Directions for this task - Give back the full listing, exactly as it is.

# # #

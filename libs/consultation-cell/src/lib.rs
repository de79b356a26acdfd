pub mod handlers;
pub mod intake;
pub mod models;
pub mod router;
pub mod services;
use std::sync::Arc;

use axum::{
    extract::{Extension, Path, State},
    Json,
};
use axum_extra::TypedHeader;
use headers::{authorization::Bearer, Authorization};
use serde_json::{json, Value};
use tracing::{debug, info};
use uuid::Uuid;

use shared_config::AppConfig;
use shared_models::auth::User;
use shared_models::error::AppError;

use crate::models::{ConsultationAction, CreateConsultationRequest};
use crate::services::ConsultationService;

#[axum::debug_handler]
pub async fn create_consultation(
    State(config): State<Arc<AppConfig>>,
    TypedHeader(auth): TypedHeader<Authorization<Bearer>>,
    Extension(user): Extension<User>,
    Json(request): Json<CreateConsultationRequest>,
) -> Result<Json<Value>, AppError> {
    debug!("Creating consultation for user: {}", user.id);

    let service = ConsultationService::new(&config);
    let consultation = service
        .create_consultation(&user.id, &request, auth.token())
        .await?;

    info!(
        "Consultation {} created for patient {}",
        consultation.id, user.id
    );

    Ok(Json(json!({
        "success": true,
        "id": consultation.id,
        "consultation": consultation,
    })))
}

#[axum::debug_handler]
pub async fn list_consultations(
    State(config): State<Arc<AppConfig>>,
    TypedHeader(auth): TypedHeader<Authorization<Bearer>>,
    Extension(user): Extension<User>,
) -> Result<Json<Value>, AppError> {
    let service = ConsultationService::new(&config);
    let consultations = service.list_consultations(&user.id, auth.token()).await?;

    Ok(Json(json!({ "consultations": consultations })))
}

#[axum::debug_handler]
pub async fn get_consultation(
    State(config): State<Arc<AppConfig>>,
    TypedHeader(auth): TypedHeader<Authorization<Bearer>>,
    Extension(user): Extension<User>,
    Path(id): Path<Uuid>,
) -> Result<Json<Value>, AppError> {
    let service = ConsultationService::new(&config);
    let detail = service
        .get_consultation_detail(id, &user.id, auth.token())
        .await?;

    Ok(Json(json!(detail)))
}

#[axum::debug_handler]
pub async fn update_consultation(
    State(config): State<Arc<AppConfig>>,
    TypedHeader(auth): TypedHeader<Authorization<Bearer>>,
    Extension(user): Extension<User>,
    Path(id): Path<Uuid>,
    Json(body): Json<Value>,
) -> Result<Json<Value>, AppError> {
    let action: ConsultationAction = serde_json::from_value(body)
        .map_err(|_| AppError::BadRequest("Invalid action".to_string()))?;

    debug!(
        "Action {} on consultation {} by user {}",
        action.name(),
        id,
        user.id
    );

    let service = ConsultationService::new(&config);
    service
        .apply_action(id, &user.id, &action, auth.token())
        .await?;

    info!("Consultation {} updated via {}", id, action.name());

    Ok(Json(json!({ "success": true })))
}

#[axum::debug_handler]
pub async fn realtime_subscription(
    State(config): State<Arc<AppConfig>>,
    TypedHeader(auth): TypedHeader<Authorization<Bearer>>,
    Extension(user): Extension<User>,
) -> Result<Json<Value>, AppError> {
    let service = ConsultationService::new(&config);
    let subscription = service.dashboard_feed(&user.id, auth.token()).await?;

    Ok(Json(json!(subscription)))
}
use anyhow::Result;
use chrono::{DateTime, Months, Utc};
use reqwest::Method;
use serde_json::Value;
use tracing::debug;

use shared_config::AppConfig;
use shared_database::supabase::SupabaseClient;

/// Consent text snapshotted into every consent record, per Oklahoma
/// telemedicine requirements (59 O.S. § 478.1).
pub const TELEMEDICINE_CONSENT_TEXT: &str = "\
OKLAHOMA TELEMEDICINE INFORMED CONSENT

I understand and agree to the following:

1. Telemedicine involves the use of electronic communications to enable healthcare providers at different locations to share individual patient medical information for the purpose of improving patient care.

2. The laws that protect the confidentiality of my medical information also apply to telemedicine. I understand that the information may be used for diagnosis, therapy, follow-up, and/or patient education, and that my information will be handled in accordance with HIPAA regulations.

3. I understand that I have the right to withhold or withdraw consent at any time without affecting my right to future care or treatment.

4. I understand that store-and-forward telemedicine involves the transmission of my medical information, including video recordings and intake questionnaire responses, from an originating site to a distant healthcare provider for evaluation.

5. I understand that the healthcare provider will adhere to the same standard of care as in traditional in-person settings.

6. I understand that this platform does not prescribe controlled substances (Schedule II-V drugs).

7. I understand that in an emergency, I should call 911 or go to the nearest emergency room.

8. I have read and understand the information provided above. I consent to participate in telemedicine services through this platform.

This consent is valid for one (1) year from the date of signing, per Oklahoma law (59 O.S. \u{a7} 478.1).";

pub const CONSENT_VALIDITY_MONTHS: u32 = 12;

/// Compute when a consent granted at `consented_at` lapses.
pub fn consent_expiry(consented_at: DateTime<Utc>) -> DateTime<Utc> {
    consented_at
        .checked_add_months(Months::new(CONSENT_VALIDITY_MONTHS))
        .unwrap_or(consented_at)
}

pub struct ConsentService {
    supabase: SupabaseClient,
}

impl ConsentService {
    pub fn new(config: &AppConfig) -> Self {
        Self {
            supabase: SupabaseClient::new(config),
        }
    }

    /// The consent gate: does any unexpired consent record exist for
    /// this patient right now?
    pub async fn has_valid_consent(&self, patient_id: &str, auth_token: &str) -> Result<bool> {
        debug!("Checking consent for patient: {}", patient_id);

        let now = Utc::now().to_rfc3339();
        let path = format!(
            "/rest/v1/consent_records?patient_id=eq.{}&expires_at=gte.{}&select=id&limit=1",
            patient_id,
            urlencoding::encode(&now)
        );

        let result: Vec<Value> = self
            .supabase
            .request(Method::GET, &path, Some(auth_token), None)
            .await?;

        Ok(!result.is_empty())
    }
}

# # #

Solved exercise -
filename libs/consultation-cell/src/lib.rs
repository de79b356a26acdfd
pub mod handlers;
pub mod intake;
pub mod models;
pub mod router;
pub mod services;
use std::sync::Arc;

use axum::{
    extract::{Extension, Path, State},
    Json,
};
use axum_extra::TypedHeader;
use headers::{authorization::Bearer, Authorization};
use serde_json::{json, Value};
use tracing::{debug, info};
use uuid::Uuid;

use shared_config::AppConfig;
use shared_models::auth::User;
use shared_models::error::AppError;

use crate::models::{ConsultationAction, CreateConsultationRequest};
use crate::services::ConsultationService;

#[axum::debug_handler]
pub async fn create_consultation(
    State(config): State<Arc<AppConfig>>,
    TypedHeader(auth): TypedHeader<Authorization<Bearer>>,
    Extension(user): Extension<User>,
    Json(request): Json<CreateConsultationRequest>,
) -> Result<Json<Value>, AppError> {
    debug!("Creating consultation for user: {}", user.id);

    let service = ConsultationService::new(&config);
    let consultation = service
        .create_consultation(&user.id, &request, auth.token())
        .await?;

    info!(
        "Consultation {} created for patient {}",
        consultation.id, user.id
    );

    Ok(Json(json!({
        "success": true,
        "id": consultation.id,
        "consultation": consultation,
    })))
}

#[axum::debug_handler]
pub async fn list_consultations(
    State(config): State<Arc<AppConfig>>,
    TypedHeader(auth): TypedHeader<Authorization<Bearer>>,
    Extension(user): Extension<User>,
) -> Result<Json<Value>, AppError> {
    let service = ConsultationService::new(&config);
    let consultations = service.list_consultations(&user.id, auth.token()).await?;

    Ok(Json(json!({ "consultations": consultations })))
}

#[axum::debug_handler]
pub async fn get_consultation(
    State(config): State<Arc<AppConfig>>,
    TypedHeader(auth): TypedHeader<Authorization<Bearer>>,
    Extension(user): Extension<User>,
    Path(id): Path<Uuid>,
) -> Result<Json<Value>, AppError> {
    let service = ConsultationService::new(&config);
    let detail = service
        .get_consultation_detail(id, &user.id, auth.token())
        .await?;

    Ok(Json(json!(detail)))
}

#[axum::debug_handler]
pub async fn update_consultation(
    State(config): State<Arc<AppConfig>>,
    TypedHeader(auth): TypedHeader<Authorization<Bearer>>,
    Extension(user): Extension<User>,
    Path(id): Path<Uuid>,
    Json(body): Json<Value>,
) -> Result<Json<Value>, AppError> {
    let action: ConsultationAction = serde_json::from_value(body)
        .map_err(|_| AppError::BadRequest("Invalid action".to_string()))?;

    debug!(
        "Action {} on consultation {} by user {}",
        action.name(),
        id,
        user.id
    );

    let service = ConsultationService::new(&config);
    service
        .apply_action(id, &user.id, &action, auth.token())
        .await?;

    info!("Consultation {} updated via {}", id, action.name());

    Ok(Json(json!({ "success": true })))
}

#[axum::debug_handler]
pub async fn realtime_subscription(
    State(config): State<Arc<AppConfig>>,
    TypedHeader(auth): TypedHeader<Authorization<Bearer>>,
    Extension(user): Extension<User>,
) -> Result<Json<Value>, AppError> {
    let service = ConsultationService::new(&config);
    let subscription = service.dashboard_feed(&user.id, auth.token()).await?;

    Ok(Json(json!(subscription)))
}
use anyhow::Result;
use chrono::{DateTime, Months, Utc};
use reqwest::Method;
use serde_json::Value;
use tracing::debug;

use shared_config::AppConfig;
use shared_database::supabase::SupabaseClient;

/// Consent text snapshotted into every consent record, per Oklahoma
/// telemedicine requirements (59 O.S. § 478.1).
pub const TELEMEDICINE_CONSENT_TEXT: &str = "\
OKLAHOMA TELEMEDICINE INFORMED CONSENT

I understand and agree to the following:

1. Telemedicine involves the use of electronic communications to enable healthcare providers at different locations to share individual patient medical information for the purpose of improving patient care.

2. The laws that protect the confidentiality of my medical information also apply to telemedicine. I understand that the information may be used for diagnosis, therapy, follow-up, and/or patient education, and that my information will be handled in accordance with HIPAA regulations.

3. I understand that I have the right to withhold or withdraw consent at any time without affecting my right to future care or treatment.

4. I understand that store-and-forward telemedicine involves the transmission of my medical information, including video recordings and intake questionnaire responses, from an originating site to a distant healthcare provider for evaluation.

5. I understand that the healthcare provider will adhere to the same standard of care as in traditional in-person settings.

6. I understand that this platform does not prescribe controlled substances (Schedule II-V drugs).

7. I understand that in an emergency, I should call 911 or go to the nearest emergency room.

8. I have read and understand the information provided above. I consent to participate in telemedicine services through this platform.

This consent is valid for one (1) year from the date of signing, per Oklahoma law (59 O.S. \u{a7} 478.1).";

pub const CONSENT_VALIDITY_MONTHS: u32 = 12;

/// Compute when a consent granted at `consented_at` lapses.
pub fn consent_expiry(consented_at: DateTime<Utc>) -> DateTime<Utc> {
    consented_at
        .checked_add_months(Months::new(CONSENT_VALIDITY_MONTHS))
        .unwrap_or(consented_at)
}

pub struct ConsentService {
    supabase: SupabaseClient,
}

impl ConsentService {
    pub fn new(config: &AppConfig) -> Self {
        Self {
            supabase: SupabaseClient::new(config),
        }
    }

    /// The consent gate: does any unexpired consent record exist for
    /// this patient right now?
    pub async fn has_valid_consent(&self, patient_id: &str, auth_token: &str) -> Result<bool> {
        debug!("Checking consent for patient: {}", patient_id);

        let now = Utc::now().to_rfc3339();
        let path = format!(
            "/rest/v1/consent_records?patient_id=eq.{}&expires_at=gte.{}&select=id&limit=1",
            patient_id,
            urlencoding::encode(&now)
        );

        let result: Vec<Value> = self
            .supabase
            .request(Method::GET, &path, Some(auth_token), None)
            .await?;

        Ok(!result.is_empty())
    }
}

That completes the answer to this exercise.